I think everyone works harder at seeing than they realize. For me, after a T-boning collision with another car in 2003, I was left with increasing double vision for most of my 20s and 30s. So, even going in regularly for eye check-ups, getting new glasses every year or two, wearing and cleaning all the glasses I had over the years, all of it was work. What I didn’t realize was that I was also changing my posture and how my body parts interacted with each other and with my reality over those two decades.

I’ve come to find out that I had literally frozen half of my body (the left side) to help me see. I would also change the way I spoke, ate, drank, and lived. The accident had caused my two eyes to separate and jump apart, away from each other. My double vision was vertical, and so the “gap”, measured in units, was vertical at 14 units. That was a gap that first my body, and then my body combined with glasses, would try to corect.

It’s called a strabismus, and the way to fix it is through surgery. Lots of kids have this problem and get it fixed early on, ages 2-4. I finally got surgery to correct for it at age 37, 16 years after the original car accident that caused it. But for the last two years, it’s still been a lot of work to see. While the surgery corrected for the strabismus, I still had near-sightedness and astigmatism, with the following prescription. The doctors had straightened my eyes. I guess I could always get Lasik…

-2.25 +0.75 060
-2.00 +0.50 118

NeuroTrain

Fast forward my story to the beginning of this year, as the pandemic was starting in China, my vision was starting to do funky things. Weird clicks and pops in my skull, jaw, and neck combined with momentary visions of greater clarity than I was used to. Something was going on in my body (if you want to know why, read some of my previous blogposts).

After following some interesting coincidences, I ended up at NeuroTrain in Littleton, CO, sharing the story of my accident and vision to Erin Van Horn in early February. In fact, the day was the anniversary of “Miracle Sunday” – February 4th.

Erin listened to my story, said she had helped another client with a strabismus see better, and she thought she could help me. My first session occurred that same afternoon. As soon as I put on the pinhole glasses she gave to me, I knew I was in the right place. Because in just one of the tiny pinholes that my two eyes were combining into one image, I was seeing something in 20/20 vision. I did a lot of crying that day, which I’ve come to realize is an important aspect of any therapy. At least for me.

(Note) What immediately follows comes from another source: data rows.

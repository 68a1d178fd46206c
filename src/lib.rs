pub mod api;
pub mod config;
pub mod error;
pub mod fs_store;
pub mod h2h;
pub mod memory_store;
pub mod models;
pub mod normalize;
pub mod store;
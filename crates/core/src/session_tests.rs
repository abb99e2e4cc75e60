// SPDX-License-Identifier: BUSL-1.1
// Copyright (c) 2026 Alfred Jean LLC

use super::*;
use crate::observation::{Actor, Observation};
use chrono::{Duration, TimeZone, Utc};

fn now() -> DateTime<Utc> {
    Utc.with_ymd_and_hms(2026, 3, 1, 12, 0, 0).unwrap()
}

fn obs(text: &str) -> Observation {
    Observation::message(Actor::user("alice"), "text_input", text, now())
}

#[test]
fn record_updates_counters_and_activity() {
    let mut state = SessionState::new("dm:alice", now());
    let later = now() + Duration::seconds(30);
    state.record(&obs("hi"), later);
    assert_eq!(state.processed_total, 1);
    assert_eq!(state.last_active_at, later);
    assert_eq!(state.recent_len(), 1);
}

#[test]
fn recent_obs_evicts_oldest_beyond_cap() {
    let mut state = SessionState::new("dm:alice", now());
    for i in 0..RECENT_OBS_CAP + 5 {
        state.record(&obs(&format!("msg {i}")), now());
    }
    assert_eq!(state.recent_len(), RECENT_OBS_CAP);
    let first = state.recent_obs().next().unwrap();
    assert_eq!(first.normalized_text(), Some("msg 5"));
}

#[test]
fn idle_seconds_clamps_at_zero() {
    let state = SessionState::new("dm:alice", now());
    assert_eq!(state.idle_seconds(now() - Duration::seconds(10)), 0);
    assert_eq!(state.idle_seconds(now() + Duration::seconds(601)), 601);
}
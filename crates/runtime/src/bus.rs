// SPDX-License-Identifier: BUSL-1.1
// Copyright (c) 2026 Alfred Jean LLC

//! Bounded, producer-nonblocking input bus.
//!
//! Producers call [`InputBus::publish_nowait`] and never wait: a full queue
//! drops the newest event and bumps a counter. Overload is visible through
//! `dropped_total` and the downstream pain path, never through backpressure.
//! The single consumer (the router) drains remaining items after `close`,
//! then sees the end of the stream.

use axon_core::{Metrics, Observation};
use std::sync::Arc;
use tokio::sync::mpsc;
use tokio::sync::mpsc::error::{TryRecvError, TrySendError};
use tokio::sync::watch;
use tracing::{debug, warn};

/// Result of a publish attempt.
#[derive(Debug, Clone, Copy, PartialEq, Eq)]
pub enum PublishOutcome {
    /// Enqueued.
    Published,
    /// Queue full; the event was discarded.
    Dropped,
    /// Failed validation; the event was never enqueued.
    Rejected,
    /// The bus is shut down.
    Closed,
}

impl PublishOutcome {
    pub fn is_published(&self) -> bool {
        matches!(self, PublishOutcome::Published)
    }
}

/// Producer handle. Cheap to clone; all clones share the queue.
#[derive(Clone)]
pub struct InputBus {
    tx: mpsc::Sender<Observation>,
    closed: Arc<watch::Sender<bool>>,
    metrics: Arc<Metrics>,
}

/// The single consumer side.
pub struct BusReader {
    rx: mpsc::Receiver<Observation>,
    closed: watch::Receiver<bool>,
}

/// Create a bus with the given capacity.
pub fn channel(capacity: usize, metrics: Arc<Metrics>) -> (InputBus, BusReader) {
    let (tx, rx) = mpsc::channel(capacity);
    let (closed_tx, closed_rx) = watch::channel(false);
    (
        InputBus {
            tx,
            closed: Arc::new(closed_tx),
            metrics,
        },
        BusReader {
            rx,
            closed: closed_rx,
        },
    )
}

impl InputBus {
    /// Validate and enqueue without blocking.
    pub fn publish_nowait(&self, obs: Observation) -> PublishOutcome {
        if let Err(err) = obs.validate() {
            warn!(error = %err, source = %obs.source_name, "rejecting invalid observation");
            self.metrics.inc_bus_rejected();
            return PublishOutcome::Rejected;
        }
        if *self.closed.borrow() {
            return PublishOutcome::Closed;
        }
        match self.tx.try_send(obs) {
            Ok(()) => {
                self.metrics.inc_bus_published();
                PublishOutcome::Published
            }
            Err(TrySendError::Full(_)) => {
                warn!("input bus full, dropping newest");
                self.metrics.inc_bus_dropped();
                PublishOutcome::Dropped
            }
            Err(TrySendError::Closed(_)) => PublishOutcome::Closed,
        }
    }

    /// Shut down the bus. Idempotent; queued events remain readable.
    pub fn close(&self) {
        if self.closed.send_replace(true) {
            return;
        }
        debug!("input bus closed");
    }

    pub fn is_closed(&self) -> bool {
        *self.closed.borrow()
    }
}

impl BusReader {
    /// Next event in FIFO order; `None` once the bus is closed and drained.
    pub async fn recv(&mut self) -> Option<Observation> {
        loop {
            match self.rx.try_recv() {
                Ok(obs) => return Some(obs),
                Err(TryRecvError::Disconnected) => return None,
                Err(TryRecvError::Empty) => {}
            }
            if *self.closed.borrow_and_update() {
                // drained; one last race-free check
                return self.rx.try_recv().ok();
            }
            tokio::select! {
                maybe = self.rx.recv() => return maybe,
                _ = self.closed.changed() => {}
            }
        }
    }
}

#[cfg(test)]
#[path = "bus_tests.rs"]
mod tests;
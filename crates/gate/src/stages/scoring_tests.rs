// SPDX-License-Identifier: BUSL-1.1
// Copyright (c) 2026 Alfred Jean LLC

use super::*;
use crate::config::{GateConfig, Scene, SceneRules};
use crate::context::GateDraft;
use crate::test_support::{t0, user_msg, TestCtx};
use yare::parameterized;

fn scored(harness: &TestCtx, scene: Scene, features: Features) -> f64 {
    let ctx = harness.ctx(t0());
    let mut draft = GateDraft {
        scene,
        features,
        ..GateDraft::default()
    };
    run(&user_msg("ignored"), &ctx, &mut draft).unwrap();
    draft.score
}

#[test]
fn dialogue_base_score() {
    let harness = TestCtx::new();
    let score = scored(&harness, Scene::Dialogue, Features::default());
    assert!((score - 0.2).abs() < 1e-9, "{score}");
}

#[test]
fn question_and_keyword_add_up() {
    let harness = TestCtx::new();
    let features = Features {
        has_question: true,
        keyword_hits: [("urgent".to_string(), 1)].into_iter().collect(),
        ..Features::default()
    };
    // base 0.2 + question 0.25 + kw:urgent 0.3
    let score = scored(&harness, Scene::Dialogue, features);
    assert!((score - 0.75).abs() < 1e-9, "{score}");
}

#[parameterized(
    low = { Severity::Low, 0.475 },
    medium = { Severity::Medium, 0.65 },
    high = { Severity::High, 0.825 },
    critical = { Severity::Critical, 1.0 },
)]
fn alert_severity_bands(severity: Severity, expected: f64) {
    let harness = TestCtx::new();
    let features = Features {
        severity: Some(severity),
        ..Features::default()
    };
    let score = scored(&harness, Scene::Alert, features);
    assert!((score - expected).abs() < 1e-9, "{score}");
}

#[test]
fn score_is_clamped_to_one() {
    let mut config = GateConfig::default();
    config.rules.insert(
        Scene::Dialogue,
        SceneRules {
            weights: [("base".to_string(), 5.0)].into_iter().collect(),
            ..SceneRules::default()
        },
    );
    let harness = TestCtx::with_config(config);
    let score = scored(&harness, Scene::Dialogue, Features::default());
    assert_eq!(score, 1.0);
}

#[test]
fn negative_total_clamps_to_zero() {
    let mut config = GateConfig::default();
    config.rules.insert(
        Scene::Dialogue,
        SceneRules {
            weights: [("base".to_string(), -2.0)].into_iter().collect(),
            ..SceneRules::default()
        },
    );
    let harness = TestCtx::with_config(config);
    let score = scored(&harness, Scene::Dialogue, Features::default());
    assert_eq!(score, 0.0);
}

#[test]
fn unknown_weight_keys_contribute_nothing() {
    let mut config = GateConfig::default();
    config.rules.insert(
        Scene::Dialogue,
        SceneRules {
            weights: [
                ("base".to_string(), 0.4),
                ("made_up_feature".to_string(), 0.6),
            ]
            .into_iter()
            .collect(),
            ..SceneRules::default()
        },
    );
    let harness = TestCtx::with_config(config);
    let score = scored(&harness, Scene::Dialogue, Features::default());
    assert!((score - 0.4).abs() < 1e-9, "{score}");
}

#[test]
fn non_finite_weight_is_a_stage_error() {
    let mut config = GateConfig::default();
    config.rules.insert(
        Scene::Dialogue,
        SceneRules {
            weights: [("base".to_string(), f64::NAN)].into_iter().collect(),
            ..SceneRules::default()
        },
    );
    let harness = TestCtx::with_config(config);
    let ctx = harness.ctx(t0());
    let mut draft = GateDraft {
        scene: Scene::Dialogue,
        ..GateDraft::default()
    };
    let err = run(&user_msg("hi"), &ctx, &mut draft).unwrap_err();
    assert_eq!(err.kind, "non_finite_score");
    assert_eq!(draft.score, 0.0);
}

#[test]
fn missing_scene_rules_score_zero() {
    let mut config = GateConfig::default();
    config.rules.clear();
    let harness = TestCtx::with_config(config);
    let score = scored(&harness, Scene::Dialogue, Features::default());
    assert_eq!(score, 0.0);
}
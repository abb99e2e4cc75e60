//! Self-protection: pain bursts and adapter cooldown.

use crate::prelude::*;
use axon_core::{Clock, Severity};
use axon_runtime::make_pain_alert;
use chrono::Duration;

#[tokio::test]
async fn adapter_error_burst_triggers_cooldown_and_suppression() {
    let engine = engine();
    let bus = engine.runtime.bus();

    // five pain alerts from the same adapter within ten seconds
    for i in 0..5 {
        let alert = make_pain_alert(
            "adapter",
            "text_input",
            Severity::Medium,
            Some("TimeoutError".to_string()),
            Some(format!("read timed out ({i})")),
            engine.clock.now(),
        );
        assert!(bus.publish_nowait(alert).is_published());
        engine.clock.advance(Duration::seconds(2));
    }

    wait_until("adapter cooldown", || {
        engine
            .runtime
            .state_snapshot()
            .nociception
            .adapter_cooldowns
            .contains_key("text_input")
    })
    .await;

    let snapshot = engine.runtime.state_snapshot().nociception;
    let now = engine.clock.now();
    let cooldown_until = snapshot.adapter_cooldowns["text_input"];
    assert!(cooldown_until >= now + Duration::seconds(290));
    let suppress_until = snapshot.fanout_suppress_until.unwrap();
    assert!(suppress_until >= now + Duration::seconds(50));

    // a synthesized system pain alert was published back onto the bus
    assert!(engine.metrics.snapshot().bus_published_total >= 1);

    engine.runtime.shutdown().await;
}

#[tokio::test]
async fn pain_alerts_are_never_deduplicated() {
    let engine = engine();
    let bus = engine.runtime.bus();
    for _ in 0..2 {
        let alert = make_pain_alert(
            "adapter",
            "timer",
            Severity::High,
            None,
            Some("tick failed".to_string()),
            engine.clock.now(),
        );
        bus.publish_nowait(alert);
        engine.clock.advance(Duration::seconds(1));
    }

    // both identical alerts were delivered into the system handler; the
    // pain window saw two entries and nothing was sunk as a duplicate
    wait_until("alerts processed", || {
        engine
            .runtime
            .state_snapshot()
            .metrics
            .decisions
            .get("alert/deliver")
            .copied()
            .unwrap_or(0)
            == 2
    })
    .await;
    assert!(engine
        .runtime
        .inspect_gate(|gate| gate.pools().sink.is_empty()));

    engine.runtime.shutdown().await;
}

The last 3 months I’ve had a lot of other realizations as well – about what I was actually seeing and experiencing over the past 17 years, and about what people were seeing in me and about me. I’m beginning to understand the ways in which I limited myself and made myself work in order to protect my vision.

Eye Tests & Seeing Clearly

I’m going to need to take another eye test before I get my Oregon Driver’s License…again. I got my first 12 years ago. I gave my last one up 2 years ago. It’s so eerie that I’ve come back to the same place where I first was out as a gay man. It’s the place I found love and became a homeowner. It is the place I lost love and became divorced. And now, it holds all the promises that it did the first time: acceptance, connection, family, home, partnership, love, understanding.

My eyesight still isn’t perfect. In fact, I don’t know if it would even be any better than the prescription I got two years ago. But, my mind’s eye is open, and I have hope that I will be seeing in 20/20 soon. I’m still working with Erin, I’ve seen here a handful of times over the past 3 months, gaining new exercises each time: Vestibulo-ocular reflex training, joint and mobility training, breath training, gargling, smelling, tongue stretching. The best was her suggestion to run several miles with duct tape over my mouth. It was training to only breathe through my nose. Technically, though, I was going around “masked” before it was cool!

So that’s my story, at least this blogged edition of it. I’ll keep you updated over the summer, especially when I go to test for my driver’s license. And I might have a LOT of time on my hands, if I can’t find work. But that’s okay. Because I still have plenty to work on already.